▶ _Listed entries_
┌──
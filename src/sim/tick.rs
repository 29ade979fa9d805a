//! Per-frame simulation update and tap handling
//!
//! Everything is driven by the real elapsed time of the frame, so the
//! game plays the same at any frame rate.

use super::collision::{ContactOutcome, classify, find_contacts};
use super::state::{GameEvent, GameState, Logo, World};
use crate::approach;
use crate::tuning::Tuning;

/// React to a tap. `Dead` is handled by the owner of the world, which
/// replaces it with a new one.
pub fn handle_tap(world: &mut World, tuning: &Tuning) {
    match world.state {
        GameState::ShowingLogo => {
            if world.logo.transition.is_none() {
                log::info!("Tap received, fading out logo");
                world.logo.transition = Some(0.0);
                world.events.push(GameEvent::LogoFadeStarted);
            }
        }
        GameState::Playing => {
            let points_per_meter = tuning.points_per_meter;
            let player = world.player;
            if let Some(body) = world.body_mut(player) {
                body.apply_impulse(tuning.flap_vector(), points_per_meter);
                log::trace!("Flap, vy={:.1}", body.velocity.y);
            }
        }
        GameState::Dead => {}
    }
}

/// Advance the world by one frame of `dt` real seconds.
///
/// `dt` is capped at `max_frame_dt` before it is scaled by the world speed.
/// Time beyond the cap is dropped: after a hitch the game runs slow instead of
/// catching up, so spawn counts follow simulated time, not wall time.
pub fn tick(world: &mut World, tuning: &Tuning, dt: f32) {
    if !dt.is_finite() || dt <= 0.0 {
        log::warn!("Ignoring frame with dt={dt}");
        return;
    }

    let dt = dt.min(tuning.max_frame_dt) * world.speed;
    if dt <= 0.0 {
        return;
    }
    world.elapsed += dt;

    match world.state {
        GameState::ShowingLogo => {
            advance_motion(world, dt);
            advance_logo(world, tuning, dt);
        }
        GameState::Playing => {
            let due = world.scheduler.advance(dt);
            for _ in 0..due {
                world.spawn_obstacle(tuning);
            }

            let gravity = tuning.gravity_vector();
            for body in &mut world.bodies {
                body.integrate(dt, gravity);
            }
            advance_motion(world, dt);
            resolve_contacts(world);
            world.purge_removed();
            update_rotation(world, tuning, dt);
        }
        GameState::Dead => {}
    }
}

/// Scripted movement; finished obstacles are removed
fn advance_motion(world: &mut World, dt: f32) {
    for body in &mut world.bodies {
        if body.advance_motion(dt) {
            body.removed = true;
        }
    }
}

/// Fade, wait, then bring the player to life and start the rocks
fn advance_logo(world: &mut World, tuning: &Tuning, dt: f32) {
    let Some(elapsed) = world.logo.transition.as_mut() else {
        return;
    };
    *elapsed += dt;
    let elapsed = *elapsed;

    world.logo.alpha = if tuning.logo_fade_secs > 0.0 {
        (1.0 - elapsed / tuning.logo_fade_secs).clamp(0.0, 1.0)
    } else {
        0.0
    };

    if elapsed < tuning.logo_transition_secs() {
        return;
    }

    let player = world.player;
    if let Some(body) = world.body_mut(player) {
        body.dynamic = true;
    }
    world.logo = Logo {
        visible: false,
        alpha: 0.0,
        transition: None,
    };
    world.state = GameState::Playing;
    world.events.push(GameEvent::PlayerActivated);
    log::info!("Player activated, rocks incoming");

    for _ in 0..world.scheduler.start() {
        world.spawn_obstacle(tuning);
    }
}

/// Overlap pass. Every gate passed this frame scores before a fatal hit
/// ends the run, whatever the body ids.
fn resolve_contacts(world: &mut World) {
    let outcomes: Vec<ContactOutcome> = find_contacts(&world.bodies)
        .into_iter()
        .map(|contact| classify(world.body(contact.a), world.body(contact.b)))
        .collect();

    for outcome in &outcomes {
        if let ContactOutcome::Score { remove } = *outcome {
            if let Some(id) = remove {
                // Already consumed by an earlier contact this frame
                let Some(body) = world.body_mut(id) else {
                    continue;
                };
                body.removed = true;
            }
            let event = world.score.increment();
            log::debug!("Gate passed, score {}", world.score.value());
            world.events.push(event);
        }
    }

    if outcomes.contains(&ContactOutcome::Fatal) {
        die(world);
    }
}

/// Freeze everything and show the game over marker
fn die(world: &mut World) {
    let player = world.player;
    let position = world.body(player).map(|b| b.position).unwrap_or_default();
    if let Some(body) = world.body_mut(player) {
        body.removed = true;
        body.dynamic = false;
    }

    world.state = GameState::Dead;
    world.speed = 0.0;
    world.scheduler.stop();
    world.game_over_visible = true;
    world.events.push(GameEvent::GameOver {
        position,
        score: world.score.value(),
    });
    log::info!("Game over at {position:?}, score {}", world.score.value());
}

fn update_rotation(world: &mut World, tuning: &Tuning, dt: f32) {
    let Some(vy) = world.body(world.player).map(|b| b.velocity.y) else {
        return;
    };
    world.rotation_hint = (vy * tuning.rotation_factor)
        .clamp(-tuning.max_rotation, tuning.max_rotation);
    world.player_angle = if tuning.rotation_ease_secs > 0.0 {
        approach(world.player_angle, world.rotation_hint, dt / tuning.rotation_ease_secs)
    } else {
        world.rotation_hint
    };
}

#[cfg(test)]
mod tests {
    use super::*;
    use crate::sim::body::{Body, BodyTag};
    use crate::sim::shape::Shape;
    use crate::sim::state::test_support::world;
    use glam::Vec2;

    const DT: f32 = 1.0 / 60.0;

    fn playing_world(seed: u64) -> World {
        let tuning = Tuning::default();
        let mut world = world(seed);
        handle_tap(&mut world, &tuning);
        for _ in 0..61 {
            tick(&mut world, &tuning, DT);
        }
        assert_eq!(world.state(), GameState::Playing);
        world.drain_events();
        world
    }

    #[test]
    fn test_taps_during_fade_are_ignored() {
        let tuning = Tuning::default();
        let mut world = world(1);
        handle_tap(&mut world, &tuning);
        tick(&mut world, &tuning, 0.2);
        handle_tap(&mut world, &tuning);
        assert_eq!(world.logo.transition, Some(0.2));
        assert_eq!(world.state(), GameState::ShowingLogo);
        assert!((world.logo.alpha - 0.6).abs() < 1e-4);
        assert_eq!(world.drain_events(), vec![GameEvent::LogoFadeStarted]);
    }

    #[test]
    fn test_logo_idles_without_tap() {
        let tuning = Tuning::default();
        let mut world = world(1);
        for _ in 0..600 {
            tick(&mut world, &tuning, DT);
        }
        assert_eq!(world.state(), GameState::ShowingLogo);
        assert!(!world.player().unwrap().dynamic);
        assert_eq!(world.player().unwrap().position, Vec2::new(1024.0 / 6.0, 576.0));
    }

    #[test]
    fn test_flap_sets_upward_velocity() {
        let tuning = Tuning::default();
        let mut world = playing_world(2);
        tick(&mut world, &tuning, 0.2);
        handle_tap(&mut world, &tuning);
        assert!((world.player().unwrap().velocity.y - 400.0).abs() < 1e-3);
    }

    #[test]
    fn test_player_falls_while_untouched() {
        let tuning = Tuning::default();
        let mut world = playing_world(3);
        let mut last_vy = world.player().unwrap().velocity.y;
        for _ in 0..20 {
            tick(&mut world, &tuning, DT);
            if world.state() != GameState::Playing {
                break;
            }
            let vy = world.player().unwrap().velocity.y;
            assert!(vy < last_vy);
            last_vy = vy;
        }
    }

    #[test]
    fn test_rotation_follows_velocity() {
        let tuning = Tuning::default();
        let mut world = playing_world(4);
        handle_tap(&mut world, &tuning);
        tick(&mut world, &tuning, DT);
        let vy = world.player().unwrap().velocity.y;
        assert!((world.rotation_hint - vy * 0.001).abs() < 1e-5);
        assert!(world.player_angle > 0.0 && world.player_angle <= world.rotation_hint);

        // Fast fall is clamped
        let player = world.player_id();
        world.body_mut(player).unwrap().velocity.y = -5000.0;
        tick(&mut world, &tuning, DT);
        assert_eq!(world.rotation_hint, -tuning.max_rotation);
    }

    #[test]
    fn test_trigger_contact_scores_once() {
        let tuning = Tuning::default();
        let mut world = playing_world(5);
        let at = world.player().unwrap().position;
        let trigger = world.spawn_body(|id| {
            Body::new(id, BodyTag::ScoreTrigger, at, Shape::rect(32.0, 768.0))
                .with_masks(crate::category::TRIGGER, crate::category::NONE)
        });

        tick(&mut world, &tuning, DT);
        tick(&mut world, &tuning, DT);

        assert_eq!(world.score(), 1);
        assert!(world.body(trigger).is_none());
        assert_eq!(world.state(), GameState::Playing);
        let scores: Vec<_> = world
            .drain_events()
            .into_iter()
            .filter(|e| matches!(e, GameEvent::ScoreChanged(_)))
            .collect();
        assert_eq!(scores, vec![GameEvent::ScoreChanged(1)]);
    }

    #[test]
    fn test_non_finite_dt_is_ignored() {
        let tuning = Tuning::default();
        let mut world = playing_world(6);
        let before = world.player().unwrap().position;
        tick(&mut world, &tuning, f32::NAN);
        tick(&mut world, &tuning, -1.0);
        tick(&mut world, &tuning, 0.0);
        assert_eq!(world.player().unwrap().position, before);
    }

    #[test]
    fn test_huge_dt_is_clamped() {
        let tuning = Tuning::default();
        let mut world = playing_world(7);
        let before = world.elapsed;
        tick(&mut world, &tuning, 10.0);
        assert!((world.elapsed - before - tuning.max_frame_dt).abs() < 1e-5);
    }
}
//! Monotonic score counter

use serde::{Deserialize, Serialize};

use super::state::GameEvent;

#[derive(Debug, Clone, Copy, Default, PartialEq, Eq, Serialize, Deserialize)]
pub struct ScoreCounter {
    value: u32,
}

impl ScoreCounter {
    pub fn value(&self) -> u32 {
        self.value
    }

    /// Add one point and return the change notification
    pub fn increment(&mut self) -> GameEvent {
        self.value = self.value.saturating_add(1);
        GameEvent::ScoreChanged(self.value)
    }
}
└──
▶ _Exercise goal_
What you return should be exactly the lines above, starting at the one with "world.purge_removed();" and ending at the one with "start the rocks", and nothing else.

▶ _Exercise answer_
            world.purge_removed();
            update_rotation(world, tuning, dt);
        }
        GameState::Dead => {}
    }
}

/// Scripted movement; finished obstacles are removed
fn advance_motion(world: &mut World, dt: f32) {
    for body in &mut world.bodies {
        if body.advance_motion(dt) {
            body.removed = true;
        }
    }
}

/// Fade, wait, then bring the player to life and start the rocks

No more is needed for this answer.